La donna e la donna come rappresentazione della natura, la natura è portatrice di un mistero che la razionalità umana, la conoscenza umana non può mai penetrare fino in fondo e da questo punto di vista il femminile, la donna, rappresenta perfettamente questo mistero, probabilmente di più del maschile; non che il maschile sia scrutabile fino in fondo, perché ogni uomo, nella sua completezza, ha un suo mistero ed è importante che ce l’abbia e che sappia anche mantenerlo, però, certamente la donna ce l’ha ontologicamente perché rappresenta più dell’uomo la natura, è più dell’uomo “natura”, è più identificata col corpo. L’uomo, questa è proprio una caratteristica del maschile, è sempre relativamente identificato col corpo. Questo anche spiega la guerra o il fatto che l’uomo sia sempre morto con una certa facilità, abbia messo a rischio la propria vita con facilità per gli altri, per la patria, per la famiglia, per quello che è, anche per gioco mentre la donna fa più fatica in questo, giustamente, perché il suo corpo è sacro perché è anche il corpo della natura.
Io penso che bisogna vedere cosa succede perché se questa è una rinuncia complessiva alla dimensione della maternità o se questa è un’astinenza dalla maternità biologica: credo che siano delle storie molto diverse in questa posizione che può sembrare univoca, credo che ci siano dei mondi e degli aspetti personali, delle storie personali molto differenti di volta in volta. E credo che forse sarebbe interessante, a me interessa quando incontro questa posizione di vedere come poi si articola, come viene declinata la vita personale dal punto di vista ecco proprio del dono di sé agli altri, perché credo che l’aspetto del dono agli altri è centrale nella vita di tutti: è la nostra vita, in un certo senso. Noi siamo, l’uomo è un essere relazionale che vive, cresce, si sviluppa, cambia nella relazione con gli altri che è dono, in gran parte, la parte più interessante, la parte più creativa; questa è anche una delle riscoperte dell’antropologia negli ultimi centocinquanta anni è il dono, non è il mercato, non è l’acquisto, è il dono, che è la parte più significativa. Allora bisogna vedere quando questo ritiro che può presentarsi come un ritiro dal rapporto donativo è effettivamente questo o è un ritiro dalla maternità biologica, quindi una forma diversa di una scelta che c’è sempre stata nella storia femminile.
Appunto le beate vergini sono solo una rappresentazione ma le donne che non facevano figli per ragioni diverse fanno parte proprio della storia del femminile, anche come archetipo. »
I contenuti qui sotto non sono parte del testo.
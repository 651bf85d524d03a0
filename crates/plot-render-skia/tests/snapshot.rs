// File: crates/plot-render-skia/tests/snapshot.rs
// Purpose: Golden snapshot harness with bless flow.
// Behavior:
// - Renders deterministic charts to PNG bytes with titles blank and bar labels off.
// - If env UPDATE_SNAPSHOTS=1, (re)writes the snapshot file.
// - Else, if snapshot exists, compares decoded pixels for exact match.
// - Else, logs a note and skips the comparison.
// - In every mode, checks pixels against the core layout so geometry is always verified.

use image::RgbaImage;
use plot_core::{ChartConfig, HistogramLayout, HistogramOptions, LineGraphLayout, LineGraphOptions, PixelRect};
use plot_render_skia::{histogram_png, line_graph_png};

const BLUE: [u8; 4] = [0, 0, 168, 255];
const BLACK: [u8; 4] = [0, 0, 0, 255];
const WHITE: [u8; 4] = [255, 255, 255, 255];

fn bless_mode() -> bool {
    std::env::var("UPDATE_SNAPSHOTS").ok().map(|v| v == "1" || v.eq_ignore_ascii_case("true")).unwrap_or(false)
}

fn write_or_compare(path: &std::path::Path, bytes: &[u8]) {
    if bless_mode() {
        if let Some(parent) = path.parent() { std::fs::create_dir_all(parent).ok(); }
        std::fs::write(path, bytes).expect("write snapshot");
        eprintln!("[snapshot] Updated {} ({} bytes)", path.display(), bytes.len());
        return;
    }
    if path.exists() {
        let want = std::fs::read(path).expect("read snapshot");
        let got_img = image::load_from_memory(bytes).expect("decode got").to_rgba8();
        let want_img = image::load_from_memory(&want).expect("decode want").to_rgba8();
        assert_eq!(got_img.as_raw(), want_img.as_raw(), "Pixels differ: {}", path.display());
    } else {
        eprintln!("[snapshot] Missing {}; set UPDATE_SNAPSHOTS=1 to bless.", path.display());
    }
}

fn decode(bytes: &[u8]) -> RgbaImage {
    image::load_from_memory(bytes).expect("decode png").to_rgba8()
}

fn pixel(img: &RgbaImage, x: i32, y: i32) -> [u8; 4] {
    img.get_pixel(x as u32, y as u32).0
}

fn snapshot_path(name: &str) -> std::path::PathBuf {
    std::path::Path::new(env!("CARGO_MANIFEST_DIR")).join("tests/__snapshots__").join(name)
}

#[test]
fn golden_histogram() {
    let data = [1.0, 2.0, 5.0, 6.0, 7.0, 8.0, 9.0, 10.0, 11.0, 12.0, 20.0, 41.0];
    let opts = HistogramOptions::default().with_bins(5).with_bin_ranges(false).with_labels("", "", "");
    let bytes = histogram_png(&data, &opts, &ChartConfig::default()).expect("render bytes");

    let plot = PixelRect::default();
    let layout = HistogramLayout::compute(&data, 5, &plot).expect("layout").expect("non-empty");
    let img = decode(&bytes);
    assert_eq!(pixel(&img, plot.left, plot.center_y()), BLACK, "plot box outline");
    for bar in &layout.bars {
        let want = if bar.count > 0 { BLUE } else { WHITE };
        assert_eq!(pixel(&img, bar.center_x, plot.bottom - 10), want, "bin {} interior", bar.bin);
        // inset gap left of every bar
        assert_eq!(pixel(&img, bar.rect.left - 1, plot.bottom - 10), WHITE, "bin {} gap", bar.bin);
    }
    assert_eq!(pixel(&img, layout.bars[1].center_x, layout.bars[1].rect.top - 5), WHITE, "above bin 1");

    write_or_compare(&snapshot_path("histogram.png"), &bytes);
}

#[test]
fn golden_line_graph() {
    let xs = [0.0, 1.0, 2.0, 3.0, 4.0, 5.0];
    let ys = [0.0, 1.2, 0.8, 1.8, 1.4, 2.0];
    let opts = LineGraphOptions::default().with_labels("", "", "");
    let bytes = line_graph_png(&xs, &ys, &opts, &ChartConfig::default()).expect("render bytes");

    let layout = LineGraphLayout::compute(&xs, &ys, &PixelRect::default()).expect("layout");
    let img = decode(&bytes);
    for seg in &layout.segments {
        let (mx, my) = ((seg.x1 + seg.x2) / 2, (seg.y1 + seg.y2) / 2);
        let hit = (-1..=1).any(|dy| (-1..=1).any(|dx| pixel(&img, mx + dx, my + dy) == BLUE));
        assert!(hit, "no line pixel near midpoint ({mx}, {my})");
    }
    assert_eq!(pixel(&img, 800, 500), WHITE, "plot interior away from the line");

    write_or_compare(&snapshot_path("line_graph.png"), &bytes);
}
PAREGGER: « Sono madri comunque… »

RISÉ: « Sono madri comunque… Diana, Artemide è vergine, è una beatissima vergine ma è anche la protettrice delle partorienti. Profondamente legata a tutto il mondo del dono, della creatività e così via. Quindi bisogna effettivamente vedere come si declina poi nella vita personale. Credo che sia molto importante anche per noi che guardiamo a questo fenomeno come psicanalisti, medici, narratori di storie a diverso titolo, fare bene attenzione a non cadere nella stereotipia, nel creare nuovi stereotipi e quindi anche nuovi stigmi nei confronti di queste donne ma seguirle e riconoscerle proprio nella loro specifica peculiarità di persone che hanno delle storie ogni volta diverse. »
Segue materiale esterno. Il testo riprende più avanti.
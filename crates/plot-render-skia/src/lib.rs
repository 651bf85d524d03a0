// File: crates/plot-render-skia/src/lib.rs
// Summary: Skia CPU raster implementation of the core Canvas trait, plus PNG helpers.

mod text;

use anyhow::Result;
use plot_core::{
    render_histogram, render_line_graph, Canvas, ChartConfig, Color, FontKind, HistogramOptions, LineGraphOptions,
    Sample, TextDirection,
};
use skia_safe as skia;

pub use text::TextShaper;

/// Pixel height of label text at scale 1.
pub const BASE_TEXT_PX: f32 = 11.0;

fn to_skia(c: Color) -> skia::Color {
    skia::Color::from_argb(c.a, c.r, c.g, c.b)
}

/// Raster surface that draws chart primitives with Skia.
///
/// Strokes are 1px and aligned to pixel centres so integer coordinates
/// produce crisp axis lines. Text takes the current stroke colour.
pub struct SkiaCanvas {
    surface: skia::Surface,
    stroke: skia::Paint,
    fill: skia::Paint,
    shaper: TextShaper,
    text_size: f32,
    text_direction: TextDirection,
    mono: bool,
}

impl SkiaCanvas {
    pub fn new(width: i32, height: i32) -> Result<Self> {
        let surface = skia::surfaces::raster_n32_premul((width, height))
            .ok_or_else(|| anyhow::anyhow!("failed to create {width}x{height} raster surface"))?;

        let mut stroke = skia::Paint::default();
        stroke.set_anti_alias(false);
        stroke.set_style(skia::paint::Style::Stroke);
        stroke.set_stroke_width(1.0);
        stroke.set_color(skia::Color::BLACK);

        let mut fill = skia::Paint::default();
        fill.set_anti_alias(false);
        fill.set_style(skia::paint::Style::Fill);
        fill.set_color(skia::Color::BLACK);

        Ok(Self {
            surface,
            stroke,
            fill,
            shaper: TextShaper::new(),
            text_size: BASE_TEXT_PX,
            text_direction: TextDirection::Horizontal,
            mono: false,
        })
    }

    /// Surface using the default chart size.
    pub fn with_default_size() -> Result<Self> {
        Self::new(plot_core::types::WIDTH, plot_core::types::HEIGHT)
    }

    pub fn width(&self) -> i32 { self.surface.width() }
    pub fn height(&self) -> i32 { self.surface.height() }

    /// Encode the current surface contents as PNG.
    pub fn png_bytes(&mut self) -> Result<Vec<u8>> {
        let image = self.surface.image_snapshot();
        #[allow(deprecated)]
        let data = image
            .encode_to_data(skia::EncodedImageFormat::PNG)
            .ok_or_else(|| anyhow::anyhow!("encode PNG failed"))?;
        Ok(data.as_bytes().to_vec())
    }

    /// Write the current surface contents to `path` as PNG, creating parent directories.
    pub fn save_png(&mut self, path: impl AsRef<std::path::Path>) -> Result<()> {
        let bytes = self.png_bytes()?;
        let path = path.as_ref();
        if let Some(parent) = path.parent() {
            std::fs::create_dir_all(parent)?;
        }
        std::fs::write(path, bytes)?;
        tracing::info!(path = %path.display(), "wrote png");
        Ok(())
    }
}

#[inline]
fn px(v: i32) -> f32 { v as f32 + 0.5 }

impl Canvas for SkiaCanvas {
    fn clear(&mut self, background: Color) {
        self.surface.canvas().clear(to_skia(background));
    }

    fn set_color(&mut self, color: Color) {
        self.stroke.set_color(to_skia(color));
    }

    fn set_fill_style(&mut self, color: Color) {
        self.fill.set_color(to_skia(color));
    }

    fn draw_rectangle(&mut self, x1: i32, y1: i32, x2: i32, y2: i32) {
        let rect = skia::Rect::from_ltrb(px(x1.min(x2)), px(y1.min(y2)), px(x1.max(x2)), px(y1.max(y2)));
        self.surface.canvas().draw_rect(rect, &self.stroke);
    }

    fn draw_filled_bar(&mut self, x1: i32, y1: i32, x2: i32, y2: i32) {
        // inclusive of both corner pixels
        let rect = skia::Rect::from_ltrb(
            x1.min(x2) as f32,
            y1.min(y2) as f32,
            (x1.max(x2) + 1) as f32,
            (y1.max(y2) + 1) as f32,
        );
        self.surface.canvas().draw_rect(rect, &self.fill);
    }

    fn draw_line(&mut self, x1: i32, y1: i32, x2: i32, y2: i32) {
        self.surface.canvas().draw_line((px(x1), px(y1)), (px(x2), px(y2)), &self.stroke);
    }

    fn draw_text(&mut self, x: i32, y: i32, text: &str) {
        let color = self.stroke.color();
        let canvas = self.surface.canvas();
        match self.text_direction {
            TextDirection::Horizontal => {
                self.shaper.draw_top_left(canvas, text, x as f32, y as f32, self.text_size, color, self.mono)
            }
            TextDirection::Vertical => {
                self.shaper.draw_vertical(canvas, text, x as f32, y as f32, self.text_size, color, self.mono)
            }
        }
    }

    fn set_text_style(&mut self, font: FontKind, direction: TextDirection, size: u32) {
        self.mono = matches!(font, FontKind::Monospace);
        self.text_direction = direction;
        self.text_size = BASE_TEXT_PX * size.max(1) as f32;
    }
}

/// Render a histogram on a default-size surface and return PNG bytes.
pub fn histogram_png<T: Sample>(samples: &[T], opts: &HistogramOptions, cfg: &ChartConfig) -> Result<Vec<u8>> {
    let mut canvas = SkiaCanvas::with_default_size()?;
    render_histogram(&mut canvas, samples, opts, cfg)?;
    canvas.png_bytes()
}

/// Render a line graph on a default-size surface and return PNG bytes.
pub fn line_graph_png<X: Sample, Y: Sample>(
    xs: &[X],
    ys: &[Y],
    opts: &LineGraphOptions,
    cfg: &ChartConfig,
) -> Result<Vec<u8>> {
    let mut canvas = SkiaCanvas::with_default_size()?;
    render_line_graph(&mut canvas, xs, ys, opts, cfg)?;
    canvas.png_bytes()
}
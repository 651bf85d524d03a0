// File: crates/plot-render-skia/src/text.rs
// Summary: Paragraph-based text drawing using Skia textlayout, positioned by the top-left corner.

use skia_safe as skia;
use skia::textlayout::{FontCollection, Paragraph, ParagraphBuilder, ParagraphStyle, TextStyle};

pub struct TextShaper {
    fonts: FontCollection,
}

impl Default for TextShaper {
    fn default() -> Self { Self::new() }
}

impl TextShaper {
    pub fn new() -> Self {
        let mut fc = FontCollection::new();
        // Use system manager fallback
        fc.set_default_font_manager(skia::FontMgr::default(), None);
        Self { fonts: fc }
    }

    fn make_style(size: f32, color: skia::Color, mono: bool) -> TextStyle {
        let mut ts = TextStyle::new();
        ts.set_font_size(size.max(1.0));
        ts.set_color(color);
        if mono {
            ts.set_font_families(&["Roboto Mono", "Consolas", "Menlo", "DejaVu Sans Mono", "monospace"]);
        } else {
            ts.set_font_families(&["Segoe UI", "Arial", "Helvetica", "Roboto", "DejaVu Sans", "sans-serif"]);
        }
        ts
    }

    pub fn layout(&self, text: &str, size: f32, color: skia::Color, mono: bool) -> Paragraph {
        let mut pstyle = ParagraphStyle::new();
        pstyle.set_text_align(skia::textlayout::TextAlign::Left);
        let mut builder = ParagraphBuilder::new(&pstyle, &self.fonts);
        let style = Self::make_style(size, color, mono);
        builder.push_style(&style);
        builder.add_text(text);
        let mut paragraph = builder.build();
        paragraph.layout(10_000.0);
        paragraph
    }

    /// Draw `text` with its box's top-left corner at `(x, y)`.
    pub fn draw_top_left(&self, canvas: &skia::Canvas, text: &str, x: f32, y: f32, size: f32, color: skia::Color, mono: bool) {
        let p = self.layout(text, size, color, mono);
        p.paint(canvas, (x, y));
    }

    /// Draw `text` rotated a quarter turn counter-clockwise about `(x, y)`, reading upward.
    pub fn draw_vertical(&self, canvas: &skia::Canvas, text: &str, x: f32, y: f32, size: f32, color: skia::Color, mono: bool) {
        canvas.save();
        canvas.rotate(-90.0, Some(skia::Point::new(x, y)));
        self.draw_top_left(canvas, text, x, y, size, color, mono);
        canvas.restore();
    }
}
// File: crates/plot-core/src/scale.rs
// Summary: Linear data-to-pixel transform with axis orientation.

use crate::range::{DataRange, Sample};

/// Direction of pixel growth relative to data growth.
#[derive(Clone, Copy, Debug, PartialEq, Eq)]
pub enum Orientation {
    /// Larger values map to larger pixel coordinates (X axis).
    Increasing,
    /// Larger values map to smaller pixel coordinates (Y axis, screen y grows downward).
    Inverted,
}

/// Closed pixel interval along one axis.
#[derive(Clone, Copy, Debug, PartialEq, Eq)]
pub struct PixelRange {
    pub min: i32,
    pub max: i32,
}

impl PixelRange {
    pub const fn new(min: i32, max: i32) -> Self { Self { min, max } }
    #[inline]
    pub const fn extent(&self) -> i32 { self.max - self.min }
}

/// Maps data values into a pixel range.
///
/// Values outside the data range extrapolate linearly; nothing is clamped.
#[derive(Clone, Copy, Debug)]
pub struct ScaleMapper {
    pub range: DataRange,
    pub pixels: PixelRange,
    pub orientation: Orientation,
}

impl ScaleMapper {
    pub fn new(range: DataRange, pixels: PixelRange, orientation: Orientation) -> Self {
        Self { range, pixels, orientation }
    }

    /// Horizontal mapper over `[left, right]`.
    pub fn horizontal(range: DataRange, left: i32, right: i32) -> Self {
        Self::new(range, PixelRange::new(left, right), Orientation::Increasing)
    }

    /// Vertical mapper over `[top, bottom]`; `range.min` lands on `bottom`.
    pub fn vertical(range: DataRange, top: i32, bottom: i32) -> Self {
        Self::new(range, PixelRange::new(top, bottom), Orientation::Inverted)
    }

    #[inline]
    pub fn map(&self, v: f64) -> i32 {
        self.map_fraction(self.range.fraction(v))
    }

    #[inline]
    pub fn map_sample<T: Sample>(&self, v: T) -> i32 {
        self.map(v.as_f64())
    }

    /// Pixel position at fraction `t` of the data range; the offset from the
    /// anchoring edge is truncated toward zero.
    #[inline]
    pub fn map_fraction(&self, t: f64) -> i32 {
        let offset = (t * self.pixels.extent() as f64) as i32;
        match self.orientation {
            Orientation::Increasing => self.pixels.min.saturating_add(offset),
            Orientation::Inverted => self.pixels.max.saturating_sub(offset),
        }
    }
}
PAREGGER: « Io l’ho trovato… molto importante perché nessuno ne parla. Perché è anche un po’ un tema quasi che non si riesce neanche a domandare all’altro: “perché non hai un figlio?” o anche perché è così complesso… “perché nella vita non hai un figlio?” e quindi… e nessuno ne parla, secondo me. Quindi è molto attuale adesso perché è diventato anche, secondo me, un po’ più difficile affrontare una maternità anche perché non si vede più così tanto che una donna che non ha figli è comunque materna, può essere comunque una madre, si vede molto meno oggi giorno e quindi che questo sia il tema trovo molto molto importante, penso. »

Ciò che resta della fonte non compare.